Rice bran supplements could lower blood pressure

By Stephen Daniells

- Last updated on GMT

Including a rice bran fraction in dietary supplements or functional
foods could lower blood pressure, says Japanese researchers who
have developed a new method of rice bran extraction.

Rice bran is waste that is normally discarded during rice processing and is naturally rich source of vitamins, minerals, and antioxidants. US company, NutraCea dominates both the human and animal markets, which have a total value of $12 million in the US.

The new study, published in the Journal of Agricultural and Food Chemistry​ (Vol. 54, pp. 1914-1920), investigated the effect of supplementing the diet of stroke-prone spontaneously hypertensive rats with rice bran.

The rats were divided into three groups. The first acted as the control and ate the base diet, the second and third groups had supplements of 60 grams per kilogram body weight of either Driselase (enzyme extracted) rice bran, or ethanol extracted rice bran.

After eight weeks of the diets, the blood pressure of both supplemented groups was about 20 per cent lower than the control group.

The supplemented groups also had significantly reduced blood levels of angiotensin-1 converting enzyme (ACE), an enzyme that converts angiotensin-1 to angiotensin-2, which is involved in narrowing of the blood vessels (vasoconstriction).

Lower levels of a marker for oxidative stress, 8-hydroxy-2'-deoxyguanosine (8-OHdG) were also observed in the supplemented groups than in the control.

These observations led the researchers from Japan's National Research Institute of Brewing to conclude: "Rice bran fractions appear to have a beneficial dietary component that improves hypertension, hyperlipidemia, and hyperglycemia."

The inverse association between rice bran and hyperlipidemia is not new, since NutraCea currently holds four patents with similar claims.

However, the link between rice bran and lower blood pressure is not so well demonstrated.

Lead author Ardiansyah explained that this was probably due to the mixture of vitamins, minerals, and antioxidants in the rice bran, like vitamin E.

"Oxidative stress plays an important role in the initiation and progression of cardiovascular disease,"​ Ardiansyah said.

Ardiansyah stressed the use of enzymes in the extraction of rice bran components from its cell walls was new.

"I think enzymatic treatment will be more suitable for applications if we'd like to use [rice bran as] functional food,"​ he said.

"There's much work being done on various bran fractions to nail down any health benefits,"​ said Dr. James Seiber, editor of the Journal and director of the U.S. Department of Agriculture's Western Regional Research Center in Davis, Calif.
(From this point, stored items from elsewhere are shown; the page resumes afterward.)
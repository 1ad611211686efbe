//! Load interception.
//!
//! Runs once per LOAD message: validate, probe the device, rewrite the
//! locator with negotiated parameters, and capture external caption tracks
//! into the session context. Only a missing media descriptor rejects the
//! load. Every later failure is logged and the request passes through
//! unmodified.

use castforged_common::{DeviceCapabilitySet, NegotiationError, StreamLocator};

use crate::capability::CapabilityProber;
use crate::config::NegotiationConfig;
use crate::messages::LoadRequest;
use crate::session::SessionContext;

pub const VIDEO_CODECS_PARAM: &str = "videoCodecs";
pub const AUDIO_CODECS_PARAM: &str = "audioCodecs";
pub const MAX_AUDIO_CHANNELS_PARAM: &str = "maxAudioChannels";
pub const MAX_WIDTH_PARAM: &str = "maxWidth";
pub const FORCE_TRANSCODING_PARAM: &str = "forceTranscoding";

/// Result of the optional rewrite step.
#[derive(Debug, Clone, PartialEq)]
pub enum NegotiationOutcome {
    /// The descriptor was rewritten with negotiated parameters.
    Rewritten {
        locator: StreamLocator,
        capabilities: DeviceCapabilitySet,
    },
    /// Rewriting was skipped; the descriptor is unchanged.
    PassThrough { reason: SkipReason },
}

impl NegotiationOutcome {
    pub fn locator(&self) -> Option<&StreamLocator> {
        match self {
            Self::Rewritten { locator, .. } => Some(locator),
            Self::PassThrough { .. } => None,
        }
    }
}

/// Why a request passed through without rewriting.
#[derive(Debug, Clone, PartialEq, Eq)]
pub enum SkipReason {
    /// The descriptor is not a structured locator (entity id, relative path).
    OpaqueDescriptor(String),
    /// The device capability query failed.
    ProbeFailed(String),
}

/// Negotiates device capabilities into load requests.
pub struct LoadInterceptor {
    prober: CapabilityProber,
    config: NegotiationConfig,
}

impl LoadInterceptor {
    pub fn new(prober: CapabilityProber, config: NegotiationConfig) -> Self {
        Self { prober, config }
    }

    /// Intercept a load request.
    ///
    /// Returns the request with its descriptor rewritten, the original
    /// request when negotiation was skipped, or `InvalidParam` when there is
    /// no media descriptor.
    pub fn intercept(
        &self,
        mut request: LoadRequest,
        ctx: &mut SessionContext,
    ) -> Result<LoadRequest, NegotiationError> {
        let Some(media) = request.media.as_mut() else {
            return Err(NegotiationError::invalid_param("load request has no media"));
        };
        let Some((field, descriptor)) = media.descriptor() else {
            return Err(NegotiationError::invalid_param(
                "media has neither contentId nor entity",
            ));
        };
        let descriptor = descriptor.to_string();

        ctx.begin_load();

        match media.external_text_tracks() {
            Some(Ok(tracks)) => {
                tracing::debug!(count = tracks.len(), "Captured external text tracks");
                ctx.set_pending_tracks(tracks);
            }
            Some(Err(e)) => {
                tracing::warn!("Ignoring malformed externalTextTracks: {}", e);
            }
            None => {}
        }

        let outcome = self.negotiate(&descriptor);
        match &outcome {
            NegotiationOutcome::Rewritten { locator, .. } => {
                tracing::info!(content_id = %locator, "Rewrote media locator");
                media.set_descriptor(field, locator.to_string());
            }
            NegotiationOutcome::PassThrough { reason } => {
                tracing::warn!(
                    content_id = %descriptor,
                    ?reason,
                    "Passing load through unmodified"
                );
            }
        }
        ctx.record_outcome(outcome);

        Ok(request)
    }

    /// Rewrite a single descriptor. Deterministic for a given device.
    pub fn negotiate(&self, descriptor: &str) -> NegotiationOutcome {
        let mut locator = match StreamLocator::parse(descriptor) {
            Ok(locator) => locator,
            Err(e) => {
                return NegotiationOutcome::PassThrough {
                    reason: SkipReason::OpaqueDescriptor(e.to_string()),
                }
            }
        };

        let capabilities = match self.probe() {
            Ok(capabilities) => capabilities,
            Err(e) => {
                return NegotiationOutcome::PassThrough {
                    reason: SkipReason::ProbeFailed(e.to_string()),
                }
            }
        };

        locator
            .append_all(VIDEO_CODECS_PARAM, &capabilities.video_codecs)
            .append_all(AUDIO_CODECS_PARAM, &capabilities.audio_codecs)
            .append(
                MAX_AUDIO_CHANNELS_PARAM,
                &self.config.max_audio_channels.to_string(),
            );

        if let Some(width) = self.max_width(&capabilities) {
            locator.append(MAX_WIDTH_PARAM, &width.to_string());
        }
        if self.config.force_transcoding {
            locator.append(FORCE_TRANSCODING_PARAM, "true");
        }

        NegotiationOutcome::Rewritten {
            locator,
            capabilities,
        }
    }

    fn probe(&self) -> castforged_common::Result<DeviceCapabilitySet> {
        let mut capabilities = self
            .prober
            .probe(&self.config.video_codecs, &self.config.audio_codecs)?;

        if self.config.probe_resolution {
            capabilities.max_resolution = self.prober.probe_max_resolution(
                &self.config.resolution_probe_mime,
                &self.config.resolutions,
            )?;
        }

        Ok(capabilities)
    }

    /// Width ceiling: the configured limit, tightened by a probed maximum
    /// that falls below the top candidate.
    fn max_width(&self, capabilities: &DeviceCapabilitySet) -> Option<u32> {
        let top = self.config.resolutions.first();
        let probed = capabilities
            .max_resolution
            .filter(|max| Some(max) != top)
            .map(|max| max.width);

        match (self.config.max_width, probed) {
            (Some(configured), Some(probed)) => Some(configured.min(probed)),
            (configured, probed) => configured.or(probed),
        }
    }
}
"This particular paper caught my attention for two reasons: the potential of bringing a waste product like rice bran into beneficial use, and the way the group went about their study with good controlled experiments using an appropriate model."

Hypertension, defined as having a systolic and diastolic BP greater than 140 and 90 mmHg, affects about 600 million people worldwide and is associated with over seven million deaths.